But during that time, Romero’s working relationship with Laurel Entertainment co-founder Richard Rubenstein was starting to turn sour. Although Dawn of the Dead and Creepshow were blockbuster successes (the latter was Romero’s first and only #1 box office opening), the non-horror film made in between by Romero, Knightriders – a tale of motor-biking knights of the modern age – was a massive box office failure.

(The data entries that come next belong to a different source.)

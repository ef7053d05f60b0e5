//! In-process echo transport.
//!
//! Reports `opened` immediately and answers every outbound frame with a model
//! audio chunk carrying the same speech, upsampled from the capture rate to
//! the playback rate. Lets the whole pipeline run end to end without a
//! remote service: speak and hear yourself back through the scheduler.

use std::sync::{
    atomic::{AtomicBool, AtomicU64, Ordering},
    Arc,
};

use parking_lot::Mutex;
use tracing::{debug, info};

use super::{ConnectConfig, ServerMessage, Transport, TransportEvents, TransportHandle};
use crate::{
    audio::resample::RateConverter,
    codec::{self, OutboundFrame},
    error::{ParleyError, Result},
};

pub struct LoopbackTransport {
    source_rate: u32,
    target_rate: u32,
    /// Events of the most recent connection, for `interrupt()`.
    current: Mutex<Option<TransportEvents>>,
    connections: AtomicU64,
}

impl LoopbackTransport {
    pub fn new(source_rate: u32, target_rate: u32) -> Self {
        Self {
            source_rate,
            target_rate,
            current: Mutex::new(None),
            connections: AtomicU64::new(0),
        }
    }

    /// Connections opened so far.
    pub fn connections(&self) -> u64 {
        self.connections.load(Ordering::Relaxed)
    }

    /// Deliver a barge-in signal on the current connection.
    pub fn interrupt(&self) -> bool {
        match self.current.lock().as_ref() {
            Some(events) => events.message(ServerMessage::interrupted()),
            None => false,
        }
    }
}

impl Default for LoopbackTransport {
    fn default() -> Self {
        Self::new(16_000, 24_000)
    }
}

impl Transport for LoopbackTransport {
    fn connect(
        &self,
        config: &ConnectConfig,
        events: TransportEvents,
    ) -> Result<Arc<dyn TransportHandle>> {
        let converter = RateConverter::new(self.source_rate, self.target_rate, 256)?;
        info!(
            model = config.model.as_str(),
            epoch = events.epoch(),
            "loopback transport connected"
        );
        self.connections.fetch_add(1, Ordering::Relaxed);
        *self.current.lock() = Some(events.clone());
        events.opened();
        Ok(Arc::new(LoopbackHandle {
            events,
            source_rate: self.source_rate,
            converter: Mutex::new(converter),
            closed: AtomicBool::new(false),
        }))
    }
}

struct LoopbackHandle {
    events: TransportEvents,
    source_rate: u32,
    converter: Mutex<RateConverter>,
    closed: AtomicBool,
}

impl TransportHandle for LoopbackHandle {
    fn send(&self, frame: &OutboundFrame) -> Result<()> {
        if self.closed.load(Ordering::Acquire) {
            return Err(ParleyError::Transport("loopback connection closed".into()));
        }
        let samples = codec::decode_chunk(&frame.data, self.source_rate, 1)?;
        let Some(mono) = samples.channel(0) else {
            return Ok(());
        };
        let echoed = self.converter.lock().process(mono);
        if echoed.is_empty() {
            return Ok(());
        }
        debug!(samples = echoed.len(), "loopback echo");
        let reply = codec::encode_samples(&echoed);
        if !self.events.message(ServerMessage::audio(reply.data)) {
            return Err(ParleyError::Transport("session is gone".into()));
        }
        Ok(())
    }

    fn close(&self) {
        if !self.closed.swap(true, Ordering::AcqRel) {
            self.events.closed("loopback closed");
        }
    }
}

#[cfg(test)]
mod tests {
    use super::*;
    use crate::transport::{Queued, TransportEvent};
    use tokio::sync::mpsc;

    fn connect() -> (
        LoopbackTransport,
        Arc<dyn TransportHandle>,
        mpsc::UnboundedReceiver<Queued>,
    ) {
        let (tx, rx) = mpsc::unbounded_channel();
        let t = LoopbackTransport::default();
        let config = ConnectConfig {
            model: "echo".into(),
            voice: "none".into(),
        };
        let h = t.connect(&config, TransportEvents::new(1, tx)).unwrap();
        (t, h, rx)
    }

    fn next_event(rx: &mut mpsc::UnboundedReceiver<Queued>) -> TransportEvent {
        match rx.try_recv().expect("event queued") {
            Queued::Transport { event, .. } => event,
            Queued::Shutdown => panic!("unexpected shutdown"),
        }
    }

    #[test]
    fn opens_immediately_and_echoes_at_playback_rate() {
        let (t, h, mut rx) = connect();
        assert_eq!(next_event(&mut rx), TransportEvent::Opened);
        assert_eq!(t.connections(), 1);

        h.send(&codec::encode_samples(&[0.25; 256])).unwrap();
        let TransportEvent::Message(msg) = next_event(&mut rx) else {
            panic!("expected echoed audio");
        };
        let payload = msg.audio_payloads().next().expect("audio part");
        let buf = codec::decode_chunk(payload, 24_000, 1).unwrap();
        assert!((buf.frames() as isize - 384).unsigned_abs() <= 10);
    }

    #[test]
    fn close_is_idempotent_and_blocks_sends() {
        let (_t, h, mut rx) = connect();
        let _ = next_event(&mut rx);
        h.close();
        h.close();
        assert_eq!(
            next_event(&mut rx),
            TransportEvent::Closed("loopback closed".into())
        );
        assert!(rx.try_recv().is_err(), "only one close event");
        assert!(h.send(&codec::encode_samples(&[0.0; 256])).is_err());
    }

    #[test]
    fn interrupt_reaches_the_current_connection() {
        let (t, _h, mut rx) = connect();
        let _ = next_event(&mut rx);
        assert!(t.interrupt());
        let TransportEvent::Message(msg) = next_event(&mut rx) else {
            panic!("expected interruption");
        };
        assert!(msg.is_interrupted());
    }
}
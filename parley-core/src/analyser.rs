//! Byte-valued spectrum summary of a live tap, for visualization.
//!
//! ## Algorithm (per `update()`)
//!
//! 1. Snapshot the newest `fft_size` samples from the tap (zero-padded).
//! 2. Apply a Blackman window and run a forward FFT.
//! 3. Magnitude of each of the first `fft_size / 2` bins, normalised by
//!    `fft_size`, blended with the previous frame by `smoothing`.
//! 4. Convert to dB and map `[min_db, max_db]` linearly onto `[0, 255]`.
//!
//! With the default 32-point FFT this yields 16 bytes. Visual consumers read
//! `data()[0..3]` as a coarse low/mid/high energy proxy; that is a heuristic,
//! not a calibrated band split.

use std::{f32::consts::PI, sync::Arc};

use rustfft::{num_complex::Complex32, Fft, FftPlanner};

use crate::audio::tap::AudioTap;

/// Analyser parameters.
#[derive(Debug, Clone, Copy, PartialEq)]
pub struct AnalyserConfig {
    /// FFT length; must be a power of two ≥ 8. Default: 32.
    pub fft_size: usize,
    /// Blend factor with the previous frame in [0, 1). Default: 0.8.
    pub smoothing: f32,
    /// dB mapped to byte 0. Default: -100.
    pub min_db: f32,
    /// dB mapped to byte 255. Default: -30.
    pub max_db: f32,
}

impl Default for AnalyserConfig {
    fn default() -> Self {
        Self {
            fft_size: 32,
            smoothing: 0.8,
            min_db: -100.0,
            max_db: -30.0,
        }
    }
}

impl AnalyserConfig {
    pub(crate) fn normalized(mut self) -> Self {
        self.fft_size = self.fft_size.max(8).next_power_of_two();
        self.smoothing = self.smoothing.clamp(0.0, 0.99);
        if self.max_db <= self.min_db {
            self.max_db = self.min_db + 1.0;
        }
        self
    }
}

/// Coarse energy proxy read from the first three bins.
#[derive(Debug, Clone, Copy, Default, PartialEq, Eq)]
pub struct EnergyLevels {
    pub low: u8,
    pub mid: u8,
    pub high: u8,
}

impl EnergyLevels {
    /// Sum of the three buckets, the scalar level the visuals scale by.
    pub fn total(&self) -> u16 {
        self.low as u16 + self.mid as u16 + self.high as u16
    }
}

pub struct Analyser {
    tap: Arc<AudioTap>,
    config: AnalyserConfig,
    fft: Arc<dyn Fft<f32>>,
    window: Vec<f32>,
    scratch: Vec<f32>,
    spectrum: Vec<Complex32>,
    smoothed: Vec<f32>,
    data: Vec<u8>,
}

impl Analyser {
    pub fn new(tap: Arc<AudioTap>, config: AnalyserConfig) -> Self {
        let config = config.normalized();
        let n = config.fft_size;
        let fft = FftPlanner::<f32>::new().plan_fft_forward(n);
        Self {
            tap,
            config,
            fft,
            window: blackman(n),
            scratch: vec![0.0; n],
            spectrum: vec![Complex32::new(0.0, 0.0); n],
            smoothed: vec![0.0; n / 2],
            data: vec![0; n / 2],
        }
    }

    pub fn config(&self) -> AnalyserConfig {
        self.config
    }

    /// Recompute `data` from the tap's current contents.
    pub fn update(&mut self) {
        let n = self.config.fft_size;
        self.tap.snapshot(&mut self.scratch);
        for (i, slot) in self.spectrum.iter_mut().enumerate() {
            *slot = Complex32::new(self.scratch[i] * self.window[i], 0.0);
        }
        self.fft.process(&mut self.spectrum);

        let tau = self.config.smoothing;
        let range = self.config.max_db - self.config.min_db;
        for bin in 0..n / 2 {
            let magnitude = self.spectrum[bin].norm() / n as f32;
            let blended = tau * self.smoothed[bin] + (1.0 - tau) * magnitude;
            self.smoothed[bin] = if blended.is_finite() { blended } else { 0.0 };

            let db = if self.smoothed[bin] > 0.0 {
                20.0 * self.smoothed[bin].log10()
            } else {
                f32::NEG_INFINITY
            };
            let scaled = 255.0 * (db - self.config.min_db) / range;
            self.data[bin] = scaled.clamp(0.0, 255.0) as u8;
        }
    }

    /// The summary vector: `fft_size / 2` bytes, overwritten on each `update()`.
    pub fn data(&self) -> &[u8] {
        &self.data
    }

    pub fn levels(&self) -> EnergyLevels {
        EnergyLevels {
            low: self.data.first().copied().unwrap_or(0),
            mid: self.data.get(1).copied().unwrap_or(0),
            high: self.data.get(2).copied().unwrap_or(0),
        }
    }

    /// `data[0] + data[1] + data[2]`.
    pub fn energy(&self) -> u16 {
        self.levels().total()
    }

    /// Forget smoothing history and zero the summary.
    pub fn reset(&mut self) {
        self.smoothed.fill(0.0);
        self.data.fill(0);
    }
}

fn blackman(n: usize) -> Vec<f32> {
    const A0: f32 = 0.42;
    const A1: f32 = 0.5;
    const A2: f32 = 0.08;
    (0..n)
        .map(|i| {
            let x = i as f32 / n as f32;
            A0 - A1 * (2.0 * PI * x).cos() + A2 * (4.0 * PI * x).cos()
        })
        .collect()
}

#[cfg(test)]
mod tests {
    use super::*;

    fn analyser_on(samples: &[f32], config: AnalyserConfig) -> (Arc<AudioTap>, Analyser) {
        let tap = Arc::new(AudioTap::new(config.fft_size * 4));
        tap.write(samples);
        let analyser = Analyser::new(Arc::clone(&tap), config);
        (tap, analyser)
    }

    #[test]
    fn silence_reads_as_zero() {
        let (_tap, mut a) = analyser_on(&[0.0; 64], AnalyserConfig::default());
        a.update();
        assert_eq!(a.data().len(), 16);
        assert!(a.data().iter().all(|b| *b == 0));
        assert_eq!(a.energy(), 0);
    }

    #[test]
    fn loud_low_tone_lights_the_low_bucket() {
        let config = AnalyserConfig {
            smoothing: 0.0,
            ..Default::default()
        };
        // One cycle per 32 samples lands in bin 1.
        let tone: Vec<f32> = (0..128)
            .map(|i| 0.8 * (2.0 * PI * i as f32 / 32.0).sin())
            .collect();
        let (_tap, mut a) = analyser_on(&tone, config);
        a.update();
        let levels = a.levels();
        assert!(levels.mid > 200, "bin 1 should be near full scale: {levels:?}");
        assert!(a.data()[1] > a.data()[8]);
    }

    #[test]
    fn smoothing_decays_after_signal_stops() {
        let tone: Vec<f32> = (0..32)
            .map(|i| 0.8 * (2.0 * PI * i as f32 / 32.0).sin())
            .collect();
        let (tap, mut a) = analyser_on(&tone, AnalyserConfig::default());
        a.update();
        let lit = a.data()[1];
        tap.write(&[0.0; 32]);
        a.update();
        assert!(a.data()[1] <= lit);
        assert!(a.data()[1] > 0, "smoothing keeps some history");
    }

    #[test]
    fn two_analysers_on_one_tap_are_independent() {
        let tone: Vec<f32> = (0..64)
            .map(|i| 0.5 * (2.0 * PI * i as f32 / 8.0).sin())
            .collect();
        let (tap, mut a) = analyser_on(&tone, AnalyserConfig::default());
        let mut b = Analyser::new(Arc::clone(&tap), AnalyserConfig::default());
        a.update();
        a.update();
        b.update();
        b.update();
        assert_eq!(a.data(), b.data());
        a.reset();
        assert!(a.data().iter().all(|v| *v == 0));
        assert!(b.data().iter().any(|v| *v > 0));
    }

    #[test]
    fn config_is_normalised() {
        let tap = Arc::new(AudioTap::new(16));
        let a = Analyser::new(
            tap,
            AnalyserConfig {
                fft_size: 20,
                smoothing: 2.0,
                min_db: -30.0,
                max_db: -40.0,
            },
        );
        let c = a.config();
        assert_eq!(c.fft_size, 32);
        assert!(c.smoothing < 1.0);
        assert!(c.max_db > c.min_db);
        assert_eq!(a.data().len(), 16);
    }
}
//! Audio device enumeration.

use serde::{Deserialize, Serialize};

/// Metadata about an audio device.
#[derive(Debug, Clone, PartialEq, Eq, Serialize, Deserialize)]
#[serde(rename_all = "camelCase")]
pub struct DeviceInfo {
    /// Human-readable device name reported by the OS.
    pub name: String,
    /// Whether this is the system default for its direction.
    pub is_default: bool,
}

/// Default first, then alphabetical.
fn sort_devices(list: &mut [DeviceInfo]) {
    list.sort_by_key(|d| (!d.is_default, d.name.to_ascii_lowercase()));
}

/// List available microphones. Empty if enumeration fails.
#[cfg(feature = "audio-cpal")]
pub fn list_input_devices() -> Vec<DeviceInfo> {
    use cpal::traits::{DeviceTrait, HostTrait};

    let host = cpal::default_host();
    let default_name = host.default_input_device().and_then(|d| d.name().ok());
    match host.input_devices() {
        Ok(devices) => {
            let mut list = devices
                .enumerate()
                .map(|(idx, device)| {
                    let name = device
                        .name()
                        .unwrap_or_else(|_| format!("Input Device {}", idx + 1));
                    let is_default = default_name.as_deref() == Some(name.as_str());
                    DeviceInfo { name, is_default }
                })
                .collect::<Vec<_>>();
            sort_devices(&mut list);
            list
        }
        Err(e) => {
            tracing::warn!("failed to enumerate input devices: {e}");
            Vec::new()
        }
    }
}

/// List available speakers. Empty if enumeration fails.
#[cfg(feature = "audio-cpal")]
pub fn list_output_devices() -> Vec<DeviceInfo> {
    use cpal::traits::{DeviceTrait, HostTrait};

    let host = cpal::default_host();
    let default_name = host.default_output_device().and_then(|d| d.name().ok());
    match host.output_devices() {
        Ok(devices) => {
            let mut list = devices
                .enumerate()
                .map(|(idx, device)| {
                    let name = device
                        .name()
                        .unwrap_or_else(|_| format!("Output Device {}", idx + 1));
                    let is_default = default_name.as_deref() == Some(name.as_str());
                    DeviceInfo { name, is_default }
                })
                .collect::<Vec<_>>();
            sort_devices(&mut list);
            list
        }
        Err(e) => {
            tracing::warn!("failed to enumerate output devices: {e}");
            Vec::new()
        }
    }
}

#[cfg(not(feature = "audio-cpal"))]
pub fn list_input_devices() -> Vec<DeviceInfo> {
    vec![]
}

#[cfg(not(feature = "audio-cpal"))]
pub fn list_output_devices() -> Vec<DeviceInfo> {
    vec![]
}
//! Lock-free SPSC ring buffer between the device callback and the capture worker.
//!
//! Uses `ringbuf::HeapRb<f32>` which provides a wait-free `push_slice`
//! safe to call from the real-time audio callback.

pub mod block;

use ringbuf::{traits::Split, HeapRb};

pub use ringbuf::traits::{Consumer, Producer};

/// Producer half — held by the device input callback.
pub type AudioProducer = ringbuf::HeapProd<f32>;

/// Consumer half — held by the capture worker thread.
pub type AudioConsumer = ringbuf::HeapCons<f32>;

/// Buffer capacity: 2^18 = 262 144 f32 samples ≈ 5.4 s at 48 kHz.
/// The worker drains every few milliseconds; this only absorbs scheduler stalls.
pub const RING_CAPACITY: usize = 1 << 18;

/// Create a matched producer/consumer pair backed by a heap-allocated ring buffer.
pub fn create_audio_ring() -> (AudioProducer, AudioConsumer) {
    HeapRb::<f32>::new(RING_CAPACITY).split()
}
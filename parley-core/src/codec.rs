//! PCM ↔ wire conversion.
//!
//! ## Outbound
//!
//! ```text
//! f32 block → clamp [-1, 1] → ×32768, round, saturate → i16 LE bytes → base64
//! ```
//!
//! +1.0 saturates to 32 767 so the full input range fits in i16. Decoding
//! divides by 32 768, which keeps the encode→decode error within one
//! quantization step (1/32 768) for every input in [-1, 1].
//!
//! ## Inbound
//!
//! `decode` only undoes base64; `decode_audio_data` interprets the bytes as
//! interleaved i16 LE PCM at a caller-supplied rate. No sample-rate conversion
//! happens here: the remote side authors audio at the playback rate.

use base64::{engine::general_purpose::STANDARD, Engine as _};
use serde::{Deserialize, Serialize};

use crate::{
    buffering::block::{AudioBuffer, PcmBlock},
    error::{ParleyError, Result},
};

/// MIME-style tag attached to every outbound frame.
pub const PCM_MIME_TYPE: &str = "audio/pcm;rate=16000";

/// One encoded capture block, ready for `Transport::send`.
#[derive(Debug, Clone, PartialEq, Eq, Serialize, Deserialize)]
#[serde(rename_all = "camelCase")]
pub struct OutboundFrame {
    /// Base64 of little-endian i16 PCM.
    pub data: String,
    pub mime_type: String,
}

impl OutboundFrame {
    pub fn is_empty(&self) -> bool {
        self.data.is_empty()
    }
}

/// Convert one float sample to i16.
#[inline]
pub fn sample_to_i16(sample: f32) -> i16 {
    if !sample.is_finite() {
        return 0;
    }
    let scaled = (sample.clamp(-1.0, 1.0) * 32_768.0).round();
    scaled.clamp(i16::MIN as f32, i16::MAX as f32) as i16
}

/// Convert one i16 sample back to float in [-1, 1).
#[inline]
pub fn i16_to_sample(value: i16) -> f32 {
    value as f32 / 32_768.0
}

/// Encode a capture block into an outbound frame tagged `audio/pcm;rate=16000`.
pub fn encode(block: &PcmBlock) -> OutboundFrame {
    encode_samples(block.samples())
}

/// Encode raw samples. An empty slice yields an empty payload.
pub fn encode_samples(samples: &[f32]) -> OutboundFrame {
    let mut bytes = Vec::with_capacity(samples.len() * 2);
    for &s in samples {
        bytes.extend_from_slice(&sample_to_i16(s).to_le_bytes());
    }
    OutboundFrame {
        data: STANDARD.encode(&bytes),
        mime_type: PCM_MIME_TYPE.to_string(),
    }
}

/// Undo base64 only.
///
/// # Errors
/// `ParleyError::Base64` on malformed input.
pub fn decode(payload: &str) -> Result<Vec<u8>> {
    Ok(STANDARD.decode(payload.trim())?)
}

/// Interpret `bytes` as interleaved little-endian i16 PCM.
///
/// The numeric samples are used as-is; `sample_rate` and `channel_count` are
/// only declared on the resulting buffer.
///
/// # Errors
/// `ParleyError::Decode` when the byte count is not a whole number of
/// frames, or `channel_count` is zero.
pub fn decode_audio_data(bytes: &[u8], sample_rate: u32, channel_count: u16) -> Result<AudioBuffer> {
    if channel_count == 0 {
        return Err(ParleyError::Decode("channel count must be at least 1".into()));
    }
    if sample_rate == 0 {
        return Err(ParleyError::Decode("sample rate must be non-zero".into()));
    }
    let channels = channel_count as usize;
    let frame_bytes = channels * 2;
    if bytes.len() % frame_bytes != 0 {
        return Err(ParleyError::Decode(format!(
            "{} bytes is not a whole number of {}-channel i16 frames",
            bytes.len(),
            channels
        )));
    }

    let frames = bytes.len() / frame_bytes;
    let mut planar = vec![Vec::with_capacity(frames); channels];
    for (i, pair) in bytes.chunks_exact(2).enumerate() {
        let value = i16::from_le_bytes([pair[0], pair[1]]);
        planar[i % channels].push(i16_to_sample(value));
    }

    Ok(AudioBuffer::from_planar(planar, sample_rate))
}

/// `decode` followed by `decode_audio_data`.
pub fn decode_chunk(payload: &str, sample_rate: u32, channel_count: u16) -> Result<AudioBuffer> {
    let bytes = decode(payload)?;
    decode_audio_data(&bytes, sample_rate, channel_count)
}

Rubenstein was looking for box-office stability, eventually turning to more mainstream ventures such as television shows like Tales from the Darkside, and Stephen King film adaptations like Pet Semetary.

To make matters worse, in trying to secure the budget for Day, originally set at least $7 million, Romero got hit with a major bombshell – financiers at distributor UFD demanded an R rating hoping to guarantee successful returns. If Romero wanted to do an unrated version, he’d get half that amount. An era of independent freedom was coming to an end, with the gloomy prospect of a new market-friendly studio system on the horizon. Heartbroken and knowing that any Dead picture he made just wouldn’t work without the uninhibited gore, Romero accepted the $3.5 million and shortened the screenplay, paring down most of the action sequences, eliminating some characters and setting most of the plot in a subterranean cavern doubling as a military/government complex.

Although higher budgeted than Night and Dawn combined, the film proved to be far less fun than Dawn, returning to the grimness, claustrophobia and total depravity that distinguished Night. The switch in tone didn’t work well with audiences who were expecting more of Dawn’s thematically audacious and humorous knockabout tone. Although it made a then-respectable $1.7 million dollar opening, the film was drowned out by the competition of The Return of the Living Dead, directed by Alien (1979) screenwriter Dan O’Bannon. Stuart Gordon’s Re-Animator followed later that year. Both Re-Animator and Return were revisionist takes on the genre that Romero himself created, with faster moving and more comedic living corpses. Contemporary critics were not kind to Day and viewer reception to this day is mixed, with people either hating or loving it for its dark approach and deviation from Dawn.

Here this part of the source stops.